REQUIREMENT
Look for the word "container" in the records, and copy each line where it appears.

** Opening TASK MATERIAL block **

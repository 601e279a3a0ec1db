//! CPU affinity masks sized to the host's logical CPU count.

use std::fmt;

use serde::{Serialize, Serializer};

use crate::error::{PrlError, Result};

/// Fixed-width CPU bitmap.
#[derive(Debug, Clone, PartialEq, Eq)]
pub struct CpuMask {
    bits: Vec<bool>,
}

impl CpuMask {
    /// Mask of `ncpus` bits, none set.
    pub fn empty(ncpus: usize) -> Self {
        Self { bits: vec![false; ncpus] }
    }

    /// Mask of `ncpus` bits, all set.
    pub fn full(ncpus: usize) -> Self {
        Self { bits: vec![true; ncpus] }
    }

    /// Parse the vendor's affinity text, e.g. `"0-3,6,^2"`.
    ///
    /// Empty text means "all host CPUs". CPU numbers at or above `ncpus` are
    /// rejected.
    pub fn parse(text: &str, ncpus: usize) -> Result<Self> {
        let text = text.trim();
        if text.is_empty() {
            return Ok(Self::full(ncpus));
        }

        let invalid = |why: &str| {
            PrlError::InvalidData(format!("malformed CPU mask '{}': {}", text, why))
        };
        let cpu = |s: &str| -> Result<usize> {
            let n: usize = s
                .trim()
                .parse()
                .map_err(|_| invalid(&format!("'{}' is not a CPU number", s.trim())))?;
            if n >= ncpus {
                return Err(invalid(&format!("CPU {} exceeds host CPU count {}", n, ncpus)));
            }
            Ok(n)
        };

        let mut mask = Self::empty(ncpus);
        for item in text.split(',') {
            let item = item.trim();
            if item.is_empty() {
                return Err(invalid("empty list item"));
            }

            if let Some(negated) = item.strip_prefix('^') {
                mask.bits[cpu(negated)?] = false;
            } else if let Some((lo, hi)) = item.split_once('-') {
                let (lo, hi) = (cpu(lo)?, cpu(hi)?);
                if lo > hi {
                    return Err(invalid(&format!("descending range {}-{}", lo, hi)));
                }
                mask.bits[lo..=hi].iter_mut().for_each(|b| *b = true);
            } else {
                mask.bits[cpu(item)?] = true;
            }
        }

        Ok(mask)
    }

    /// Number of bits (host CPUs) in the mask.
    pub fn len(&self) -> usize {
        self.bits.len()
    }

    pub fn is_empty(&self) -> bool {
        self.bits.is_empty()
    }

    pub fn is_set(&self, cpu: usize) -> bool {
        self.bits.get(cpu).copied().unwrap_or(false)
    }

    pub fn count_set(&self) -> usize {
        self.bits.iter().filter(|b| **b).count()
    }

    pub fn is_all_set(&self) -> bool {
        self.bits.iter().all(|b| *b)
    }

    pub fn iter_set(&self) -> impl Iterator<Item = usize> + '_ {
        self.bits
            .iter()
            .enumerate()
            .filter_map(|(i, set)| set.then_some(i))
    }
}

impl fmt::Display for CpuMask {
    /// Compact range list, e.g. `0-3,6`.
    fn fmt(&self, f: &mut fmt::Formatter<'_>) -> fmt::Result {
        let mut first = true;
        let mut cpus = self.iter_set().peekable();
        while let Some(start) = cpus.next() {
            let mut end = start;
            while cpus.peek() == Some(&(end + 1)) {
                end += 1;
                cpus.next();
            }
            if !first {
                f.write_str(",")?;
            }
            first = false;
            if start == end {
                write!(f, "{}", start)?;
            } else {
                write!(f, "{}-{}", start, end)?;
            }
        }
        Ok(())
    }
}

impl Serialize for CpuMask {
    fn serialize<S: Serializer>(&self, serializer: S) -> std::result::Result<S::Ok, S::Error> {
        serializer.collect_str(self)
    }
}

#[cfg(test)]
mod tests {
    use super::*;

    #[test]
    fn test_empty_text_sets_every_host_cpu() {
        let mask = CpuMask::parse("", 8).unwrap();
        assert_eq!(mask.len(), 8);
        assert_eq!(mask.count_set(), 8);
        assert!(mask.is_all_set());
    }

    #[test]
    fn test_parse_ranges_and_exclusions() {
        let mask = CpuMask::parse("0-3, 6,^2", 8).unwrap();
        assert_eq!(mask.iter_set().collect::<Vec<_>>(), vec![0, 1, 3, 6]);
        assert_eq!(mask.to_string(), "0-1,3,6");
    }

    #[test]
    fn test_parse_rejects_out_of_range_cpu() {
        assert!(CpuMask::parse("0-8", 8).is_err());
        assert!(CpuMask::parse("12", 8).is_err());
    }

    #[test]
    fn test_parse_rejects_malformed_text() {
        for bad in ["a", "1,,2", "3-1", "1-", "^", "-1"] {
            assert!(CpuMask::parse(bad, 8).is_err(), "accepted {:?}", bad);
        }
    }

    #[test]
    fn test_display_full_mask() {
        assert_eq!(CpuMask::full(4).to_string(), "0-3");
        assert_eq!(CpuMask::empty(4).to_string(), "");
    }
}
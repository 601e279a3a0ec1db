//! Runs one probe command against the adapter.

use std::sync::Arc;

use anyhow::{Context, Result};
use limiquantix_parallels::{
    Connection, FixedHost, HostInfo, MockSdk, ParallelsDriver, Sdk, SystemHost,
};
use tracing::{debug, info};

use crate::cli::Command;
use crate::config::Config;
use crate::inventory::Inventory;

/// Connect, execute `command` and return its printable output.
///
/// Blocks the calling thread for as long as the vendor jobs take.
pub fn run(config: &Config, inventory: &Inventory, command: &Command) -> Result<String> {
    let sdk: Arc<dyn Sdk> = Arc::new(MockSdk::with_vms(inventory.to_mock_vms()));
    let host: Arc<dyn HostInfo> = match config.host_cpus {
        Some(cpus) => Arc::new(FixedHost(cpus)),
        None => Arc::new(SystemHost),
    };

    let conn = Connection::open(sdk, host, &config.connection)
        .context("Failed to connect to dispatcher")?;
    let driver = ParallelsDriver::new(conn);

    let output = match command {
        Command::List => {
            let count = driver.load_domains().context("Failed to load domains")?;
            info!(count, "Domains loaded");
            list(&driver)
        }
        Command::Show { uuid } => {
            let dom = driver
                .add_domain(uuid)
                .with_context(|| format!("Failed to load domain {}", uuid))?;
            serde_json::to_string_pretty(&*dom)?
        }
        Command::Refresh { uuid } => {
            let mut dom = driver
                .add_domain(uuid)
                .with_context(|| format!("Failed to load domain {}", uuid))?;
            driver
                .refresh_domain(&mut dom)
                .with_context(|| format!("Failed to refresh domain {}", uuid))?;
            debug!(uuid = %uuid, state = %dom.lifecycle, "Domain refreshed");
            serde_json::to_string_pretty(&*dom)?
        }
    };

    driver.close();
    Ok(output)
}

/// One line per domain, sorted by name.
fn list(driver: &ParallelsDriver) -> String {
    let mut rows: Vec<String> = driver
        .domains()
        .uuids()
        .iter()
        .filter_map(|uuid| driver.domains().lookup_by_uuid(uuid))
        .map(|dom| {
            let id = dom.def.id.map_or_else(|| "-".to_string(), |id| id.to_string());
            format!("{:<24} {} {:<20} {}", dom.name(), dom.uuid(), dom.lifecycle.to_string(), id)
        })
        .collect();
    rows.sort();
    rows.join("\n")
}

** Closing TASK MATERIAL block **
** Opening TASK MATERIAL block **

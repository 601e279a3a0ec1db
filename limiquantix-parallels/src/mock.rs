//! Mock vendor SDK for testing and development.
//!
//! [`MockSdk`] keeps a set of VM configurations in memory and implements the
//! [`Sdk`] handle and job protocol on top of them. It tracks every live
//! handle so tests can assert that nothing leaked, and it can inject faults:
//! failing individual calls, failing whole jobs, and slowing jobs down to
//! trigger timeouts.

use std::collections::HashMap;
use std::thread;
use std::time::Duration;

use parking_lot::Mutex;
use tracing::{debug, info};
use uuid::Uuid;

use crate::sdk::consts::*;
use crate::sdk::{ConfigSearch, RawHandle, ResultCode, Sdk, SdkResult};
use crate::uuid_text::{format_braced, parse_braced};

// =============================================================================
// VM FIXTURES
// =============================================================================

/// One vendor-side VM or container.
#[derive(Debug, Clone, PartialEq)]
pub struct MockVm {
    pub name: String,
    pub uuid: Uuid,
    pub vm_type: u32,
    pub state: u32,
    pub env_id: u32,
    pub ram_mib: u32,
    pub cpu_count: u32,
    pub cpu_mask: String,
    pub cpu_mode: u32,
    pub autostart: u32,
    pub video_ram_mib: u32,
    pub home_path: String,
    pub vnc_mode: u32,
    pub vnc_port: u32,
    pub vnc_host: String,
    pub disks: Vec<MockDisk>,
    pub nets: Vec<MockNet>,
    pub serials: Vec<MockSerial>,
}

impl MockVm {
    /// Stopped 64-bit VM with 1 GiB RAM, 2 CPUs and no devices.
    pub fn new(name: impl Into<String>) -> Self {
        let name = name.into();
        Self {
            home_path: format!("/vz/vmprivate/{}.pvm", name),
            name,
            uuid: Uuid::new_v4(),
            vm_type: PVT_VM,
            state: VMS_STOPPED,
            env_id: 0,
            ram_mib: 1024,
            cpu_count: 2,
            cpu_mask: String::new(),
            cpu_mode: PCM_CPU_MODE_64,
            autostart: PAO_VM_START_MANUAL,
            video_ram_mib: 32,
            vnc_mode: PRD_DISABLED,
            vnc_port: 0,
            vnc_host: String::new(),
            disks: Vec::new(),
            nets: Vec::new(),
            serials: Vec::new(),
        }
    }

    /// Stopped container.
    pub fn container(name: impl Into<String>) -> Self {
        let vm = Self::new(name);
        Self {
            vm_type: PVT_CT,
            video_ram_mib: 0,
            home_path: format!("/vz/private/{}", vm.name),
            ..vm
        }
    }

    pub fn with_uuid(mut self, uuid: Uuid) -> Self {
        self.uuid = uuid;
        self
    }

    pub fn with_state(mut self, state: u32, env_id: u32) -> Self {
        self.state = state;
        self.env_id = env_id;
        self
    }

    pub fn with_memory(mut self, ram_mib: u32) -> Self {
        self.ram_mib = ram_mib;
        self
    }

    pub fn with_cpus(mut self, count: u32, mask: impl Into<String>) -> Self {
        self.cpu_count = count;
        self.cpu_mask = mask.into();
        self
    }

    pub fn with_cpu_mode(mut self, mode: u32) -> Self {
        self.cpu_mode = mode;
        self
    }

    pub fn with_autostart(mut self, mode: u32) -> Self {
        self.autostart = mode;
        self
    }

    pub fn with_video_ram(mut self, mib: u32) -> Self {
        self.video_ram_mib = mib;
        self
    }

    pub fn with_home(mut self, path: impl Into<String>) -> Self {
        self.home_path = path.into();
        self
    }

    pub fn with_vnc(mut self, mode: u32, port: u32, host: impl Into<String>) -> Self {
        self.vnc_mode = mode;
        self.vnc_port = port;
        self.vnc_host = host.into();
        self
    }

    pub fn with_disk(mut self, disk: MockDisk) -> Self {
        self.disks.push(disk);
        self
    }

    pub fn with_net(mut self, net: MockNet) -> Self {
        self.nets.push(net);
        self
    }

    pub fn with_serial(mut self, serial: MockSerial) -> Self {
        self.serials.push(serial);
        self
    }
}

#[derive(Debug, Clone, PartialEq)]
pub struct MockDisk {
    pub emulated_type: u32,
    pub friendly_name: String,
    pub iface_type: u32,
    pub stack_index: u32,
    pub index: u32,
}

** Closing TASK MATERIAL block **

ANSWER TO THE EXERCISE
/// One vendor-side VM or container.
    /// Stopped container.
    pub fn container(name: impl Into<String>) -> Self {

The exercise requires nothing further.